WHAT YOU NEED TO DO >>
Give only the number of lines in the following entries where "AutoResolveOutcome" appears.

Stored items >>
※

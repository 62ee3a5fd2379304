use condfmt_core::{ColumnType, ManualClock, Rule};
use condfmt_engine::{
    AutoResolveOutcome, EngineConfig, EngineError, FixSuggestion, HistoryConfig, ResolutionLog,
    RuleEditor,
};
use condfmt_storage::{MemoryStore, SlotStore, SqliteStore, StorageError};

use crate::fixtures::EPOCH_MS;

/// A resolution log on a hand-driven clock.
pub struct TestLog<S: SlotStore = MemoryStore> {
    pub clock: ManualClock,
    pub log: ResolutionLog<S>,
}

impl TestLog<MemoryStore> {
    pub fn new() -> Self {
        Self::with_store(MemoryStore::new(), HistoryConfig::default())
    }
}

impl Default for TestLog<MemoryStore> {
    fn default() -> Self {
        Self::new()
    }
}

impl TestLog<SqliteStore> {
    pub fn in_memory_sqlite() -> Result<Self, StorageError> {
        Ok(Self::with_store(
            SqliteStore::open_in_memory()?,
            HistoryConfig::default(),
        ))
    }
}

impl<S: SlotStore> TestLog<S> {
    pub fn with_store(store: S, config: HistoryConfig) -> Self {
        let clock = ManualClock::starting_at(EPOCH_MS);
        Self {
            log: ResolutionLog::with_clock(store, config, clock.clone()),
            clock,
        }
    }

    /// Seal an empty session `advance_ms` after the previous one.
    pub fn empty_session(&mut self, advance_ms: u64) -> Result<(), EngineError> {
        self.clock.advance(advance_ms);
        let id = self.log.start_session();
        self.log.complete_session(id)?;
        Ok(())
    }
}

/// A rule editor and a resolution log sharing one clock.
pub struct TestEditor<S: SlotStore = MemoryStore> {
    pub editor: RuleEditor,
    pub history: TestLog<S>,
}

impl TestEditor<MemoryStore> {
    pub fn new(rules: Vec<Rule>, column_type: ColumnType) -> Self {
        Self::with_log(rules, column_type, TestLog::new())
    }
}

impl<S: SlotStore> TestEditor<S> {
    pub fn with_log(rules: Vec<Rule>, column_type: ColumnType, history: TestLog<S>) -> Self {
        let editor = RuleEditor::with_clock(
            rules,
            column_type,
            &EngineConfig::default(),
            history.clock.clone(),
        );
        Self { editor, history }
    }

    pub fn rules(&self) -> &[Rule] {
        self.editor.rules()
    }

    /// Every current suggestion through auto-resolution.
    pub fn resolve_all(&mut self) -> Result<AutoResolveOutcome, EngineError> {
        let fixes: Vec<FixSuggestion> = self.editor.suggestions();
        self.history.clock.advance(25);
        self.editor.auto_resolve(&fixes, &mut self.history.log)
    }
}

※

TASK RESULT >>
2